Digital: “of, relating to, or using data in the form of numerical digits“
Transformation: “change in form, appearance, nature, or character.”
The more I read about and discuss the hot buzzword “Digital Transformation,” the more I think of the old “Blind Men and the Elephant” story. Each blind man’s perception of reality was different, depending on which part of the elephant’s anatomy he examined. The meaning of Digital Transformation also seems to depend highly on who is thinking about the subject.
First, consider a few examples of how business leaders may think of Digital Transformation:
To the business leader who has the vision of leveraging a company’s vast data resources to open new revenue opportunities through selling access to that data to interested customers, Digital Transformation is all about rapidly delivering that digital asset (data) to customers in new, innovative ways.
To the leader who is primarily interested in customer acquisition and loyalty in a consumer goods market, Digital Transformation may include “store of the future” concepts and providing a omni-channel customer buying experience.
To the health care executive, Digital Transformation may include providing electronic health records for patients that span multiple care providers to provide a more seamless and effective experience for patients and more profitable revenue channels for the many enterprises involved.
I’m sure thou can think of many more business examples.
Now think about what you have heard technology vendors say about Digital Transformation:
“You must leverage the Cloud to enable Digital Transformation.”
“Exposing and consuming APIs are essential are essential to Digital Transformation.”
“Digital Transformation is removing or consolidating information system silos.”
“Digital Transformation is all about enabling multi-channel customer experience.”
“Digital Transformation is all about harnessing Big Data.”
There are lots of body parts to the Digital Transformation elephant. Each of the viewpoints above is somewhat correct, but is lacking in completeness. Digital Transformation is a big subject.
Perhaps the overall business perspective might be described in these ways:
Digital business models have become essential for companies across a range of industries. … going digital is now a prerequisite for surviving and thriving. (McKinsey)
Competing successfully in the digital industrial economy is rapidly becoming a leading strategic imperative for businesses all around the world. (Gartner)
Digital Transformation involves dramatically changing the enterprise to embrace and leverage digital technology to compete in new, innovative and disruptive ways.
From the technology viewpoint, we must remember that technology must enable business, not just exist for the sheer beauty of new stuff. Many technologies are converging to enable Digital Transformation – Mobile, Social, Cloud, Big Data, Internet of Things, APIs – I have probably missed a few. Any or all of these technologies can be leveraged in a Digital Transformation, depending on what is needed to support the business. No single technology is sufficient.
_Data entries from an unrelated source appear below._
//! One-shot job creation.

use std::sync::Arc;

use crate::api::{JobBackend, ResumeFile, SubmissionPayload};
use crate::config::FileRules;
use crate::error::{AnalysisError, Result};
use crate::job::JobHandle;

/// A request to analyze one resume against one job posting.
#[derive(Debug, Clone, PartialEq, Eq)]
pub struct AnalysisInput {
    /// Id of the job posting the resume is scored against.
    pub target_id: String,
    pub payload: SubmissionPayload,
}

impl AnalysisInput {
    pub fn file(target_id: impl Into<String>, file: ResumeFile) -> Self {
        Self {
            target_id: target_id.into(),
            payload: SubmissionPayload::File(file),
        }
    }

    pub fn text(target_id: impl Into<String>, text: impl Into<String>) -> Self {
        Self {
            target_id: target_id.into(),
            payload: SubmissionPayload::Text(text.into()),
        }
    }
}

/// Creates remote jobs. Exactly one backend call per submission, no retry.
#[derive(Clone)]
pub struct JobSubmitter {
    backend: Arc<dyn JobBackend>,
    rules: FileRules,
}

impl JobSubmitter {
    pub fn new(backend: Arc<dyn JobBackend>, rules: FileRules) -> Self {
        Self { backend, rules }
    }

    pub async fn submit_with_file(&self, target_id: &str, file: ResumeFile) -> Result<JobHandle> {
        self.submit(target_id, &SubmissionPayload::File(file)).await
    }

    pub async fn submit_with_text(&self, target_id: &str, text: &str) -> Result<JobHandle> {
        self.submit(target_id, &SubmissionPayload::Text(text.to_string()))
            .await
    }

    pub async fn submit_input(&self, input: &AnalysisInput) -> Result<JobHandle> {
        self.submit(&input.target_id, &input.payload).await
    }

    async fn submit(&self, target_id: &str, payload: &SubmissionPayload) -> Result<JobHandle> {
        self.check(target_id, payload)?;

        tracing::info!(target_id, kind = payload.kind(), "Submitting analysis job");

        match self.backend.submit_job(target_id, payload).await {
            Ok(handle) => {
                tracing::info!(
                    target_id,
                    job_id = %handle.job_id,
                    estimated_completion = ?handle.estimated_completion,
                    "Analysis job submitted"
                );
                Ok(handle)
            }
            Err(e) => {
                tracing::warn!(target_id, error = %e, "Analysis job submission failed");
                Err(AnalysisError::Submission(e))
            }
        }
    }

    fn check(&self, target_id: &str, payload: &SubmissionPayload) -> Result<()> {
        if target_id.trim().is_empty() {
            return Err(AnalysisError::InvalidInput(
                "A job id is required to analyze a resume".to_string(),
            ));
        }

        match payload {
            SubmissionPayload::File(file) => self
                .rules
                .validate(&file.file_name, file.len())
                .map_err(AnalysisError::InvalidInput),
            SubmissionPayload::Text(text) if text.trim().is_empty() => Err(
                AnalysisError::InvalidInput("Resume text is empty".to_string()),
            ),
            SubmissionPayload::Text(_) => Ok(()),
        }
    }
}

#[cfg(test)]
mod tests {
    use super::*;
    use crate::api::ApiError;
    use crate::job::StatusSnapshot;
    use async_trait::async_trait;
    use std::sync::atomic::{AtomicUsize, Ordering};

    struct CountingBackend {
        calls: AtomicUsize,
        fail: bool,
    }

    #[async_trait]
    impl JobBackend for CountingBackend {
        async fn submit_job(
            &self,
            target_id: &str,
            _payload: &SubmissionPayload,
        ) -> std::result::Result<JobHandle, ApiError> {
            self.calls.fetch_add(1, Ordering::SeqCst);
            if self.fail {
                Err(ApiError::network("connection reset"))
            } else {
                Ok(JobHandle::new(format!("job-for-{}", target_id)))
            }
        }

        async fn fetch_job_status(
            &self,
            _job_id: &str,
        ) -> std::result::Result<StatusSnapshot, ApiError> {
            unreachable!("submitter never polls")
        }
    }

    fn submitter(fail: bool) -> (JobSubmitter, Arc<CountingBackend>) {
        let backend = Arc::new(CountingBackend {
            calls: AtomicUsize::new(0),
            fail,
        });
        (
            JobSubmitter::new(backend.clone(), FileRules::default()),
            backend,
        )
    }

    #[tokio::test]
    async fn submit_text_returns_handle() {
        let (submitter, backend) = submitter(false);
        let handle = submitter.submit_with_text("job_1", "Rust dev").await.unwrap();
        assert_eq!(handle.job_id, "job-for-job_1");
        assert_eq!(backend.calls.load(Ordering::SeqCst), 1);
    }

    #[tokio::test]
    async fn submit_file_returns_handle() {
        let (submitter, _backend) = submitter(false);
        let file = ResumeFile::new("cv.pdf", b"%PDF-1.4".to_vec());
        let handle = submitter.submit_with_file("job_2", file).await.unwrap();
        assert_eq!(handle.job_id, "job-for-job_2");
    }

    #[tokio::test]
    async fn backend_failure_is_not_retried() {
        let (submitter, backend) = submitter(true);
        let err = submitter
            .submit_input(&AnalysisInput::text("job_1", "Rust dev"))
            .await
            .unwrap_err();
        assert!(matches!(err, AnalysisError::Submission(_)));
        assert_eq!(err.to_string(), "Network error: connection reset");
        assert_eq!(backend.calls.load(Ordering::SeqCst), 1);
    }

    #[tokio::test]
    async fn invalid_file_never_reaches_backend() {
        let (submitter, backend) = submitter(false);
        let file = ResumeFile::new("photo.png", vec![0; 16]);
        let err = submitter.submit_with_file("job_1", file).await.unwrap_err();
        assert!(matches!(err, AnalysisError::InvalidInput(_)));
        assert_eq!(backend.calls.load(Ordering::SeqCst), 0);
    }

    #[tokio::test]
    async fn empty_text_and_target_are_rejected() {
        let (submitter, backend) = submitter(false);
        assert!(submitter.submit_with_text("job_1", "  ").await.is_err());
        assert!(submitter.submit_with_text("", "Rust dev").await.is_err());
        assert_eq!(backend.calls.load(Ordering::SeqCst), 0);
    }
}
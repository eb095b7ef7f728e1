//! The two operations the tracker consumes from the analysis service.
//!
//! [`JobBackend`] is the seam: the session and poller only ever talk to it.
//! [`HttpBackend`] is the production implementation over `reqwest`.

pub mod backend;
pub mod error;
pub mod http;

pub use backend::{JobBackend, ResumeFile, SubmissionPayload};
pub use error::ApiError;
pub use http::HttpBackend;
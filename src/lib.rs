pub mod api;
pub mod config;
pub mod error;
pub mod job;
pub mod mock_server;
pub mod poller;
pub mod session;
pub mod shutdown;
pub mod submitter;

pub use api::{ApiError, HttpBackend, JobBackend, ResumeFile, SubmissionPayload};
pub use config::{ApiConfig, ClientConfig, FileRules, PollConfig};
pub use error::{AnalysisError, Result};
pub use job::{JobHandle, JobStatus, StatusSnapshot};
pub use poller::{PollEvent, PollPhase, StatusPoller, Watch};
pub use session::{AnalysisSession, Callbacks, SessionObserver, SessionState, SessionStatus};
pub use submitter::{AnalysisInput, JobSubmitter};
use thiserror::Error;

/// Transport-level failures of a backend call.
///
/// During polling every variant counts as a transient fetch failure. During
/// submission every variant is terminal.
#[derive(Debug, Clone, Error, PartialEq, Eq)]
pub enum ApiError {
    /// Could not reach the service (connection refused, DNS, TLS).
    #[error("Network error: {message}")]
    Network { message: String },

    /// The request did not finish within its timeout.
    #[error("Request timed out: {message}")]
    Timeout { message: String },

    /// 5xx responses.
    #[error("Server error: {message}")]
    Server { status: u16, message: String },

    /// 404 responses.
    #[error("Not found: {message}")]
    NotFound { message: String },

    /// 422 responses, with FastAPI detail messages flattened.
    #[error("Validation error: {message}")]
    Validation { message: String },

    /// Other 4xx responses.
    #[error("Request error: {message}")]
    Client { status: u16, message: String },

    /// The body was not valid JSON for the expected type.
    #[error("Failed to parse response: {message}")]
    Parse { message: String },

    /// The body parsed but its contents were inconsistent.
    #[error("Invalid response: {message}")]
    InvalidResponse { message: String },
}

impl ApiError {
    pub fn network(message: impl Into<String>) -> Self {
        ApiError::Network {
            message: message.into(),
        }
    }

    pub fn is_network_error(&self) -> bool {
        matches!(self, ApiError::Network { .. } | ApiError::Timeout { .. })
    }

    pub fn is_server_error(&self) -> bool {
        matches!(self, ApiError::Server { .. })
    }

    /// HTTP status carried by the error, if the service answered at all.
    pub fn status_code(&self) -> Option<u16> {
        match self {
            ApiError::Server { status, .. } | ApiError::Client { status, .. } => Some(*status),
            ApiError::NotFound { .. } => Some(404),
            ApiError::Validation { .. } => Some(422),
            _ => None,
        }
    }
}

/// Map a non-success HTTP response onto an `ApiError`.
pub(crate) fn from_status(status: u16, body: &str) -> ApiError {
    let detail = extract_detail(body);
    let or_default = |fallback: String| {
        if detail.is_empty() {
            fallback
        } else {
            detail.clone()
        }
    };

    match status {
        404 => ApiError::NotFound {
            message: or_default("Job not found".to_string()),
        },
        422 => ApiError::Validation {
            message: or_default("Invalid request data".to_string()),
        },
        500..=599 => ApiError::Server {
            status,
            message: or_default(format!("Server error ({})", status)),
        },
        _ => ApiError::Client {
            status,
            message: or_default(format!("Request failed ({})", status)),
        },
    }
}

/// Pull a readable message out of an error body.
///
/// Understands FastAPI shapes: `{"detail": "msg"}`, `{"detail": {"error": "msg"}}`
/// and `{"detail": [{"msg": "..."}]}`. Anything else is returned trimmed.
fn extract_detail(body: &str) -> String {
    let Ok(json) = serde_json::from_str::<serde_json::Value>(body) else {
        return body.trim().to_string();
    };

    match json.get("detail") {
        Some(serde_json::Value::String(msg)) => msg.clone(),
        Some(serde_json::Value::Object(obj)) => obj
            .get("error")
            .and_then(|e| e.as_str())
            .map(str::to_string)
            .unwrap_or_else(|| body.trim().to_string()),
        Some(serde_json::Value::Array(items)) => {
            let messages: Vec<&str> = items
                .iter()
                .filter_map(|item| item.get("msg").and_then(|m| m.as_str()))
                .map(|msg| msg.strip_prefix("Value error, ").unwrap_or(msg))
                .collect();
            if messages.is_empty() {
                body.trim().to_string()
            } else {
                messages.join("; ")
            }
        }
        _ => body.trim().to_string(),
    }
}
We must remember that huge changes must be made in IT to enable dramatic changes in business. Gartner’s Peter Sondergaard recommends:
Digital startups sit inside your organization, in your marketing department, in HR, in logistics and in sales. As IT leaders, you must design, resource and deploy for a world that’s digital first. In this new model, every business unit is a technology startup. Now is your opportunity to create that team. Partner with the digital startups inside your organization and prove that you can move fast too. Embrace the outside change.
Taking both business views and IT views into consideration, I rather like this definition of Digital Transformation from the Agile Elephant, a UK based consultancy:
Digital transformation is the process of shifting your organisation from a legacy approach to new ways of working and thinking using digital, social, mobile and emerging technologies. It involves a change in leadership, different thinking, the encouragement of innovation and new business models, incorporating digitisation of assets and an increased use of technology to improve the experience of your organisation’s employees, customers, suppliers, partners and stakeholders.
This made me remember a statement made by Tom Peters in his book, Thriving on Chaos, which I first read in 1989:
Excellent firms don’t believe in excellence – only in constant improvement and constant change. That is, excellent firms of tomorrow will cherish impermanence and thrive on chaos!
A word of warning, however. Several years ago, when “Business Process Re-engineering” was a popular buzzword, a friend of mine was really excited when he was first assigned to a re-engineering team in his company. He was not so happy a while later when he hold me his position in the company was re-engineered. He had been laid off!
We must be agile ourselves to survive and thrive!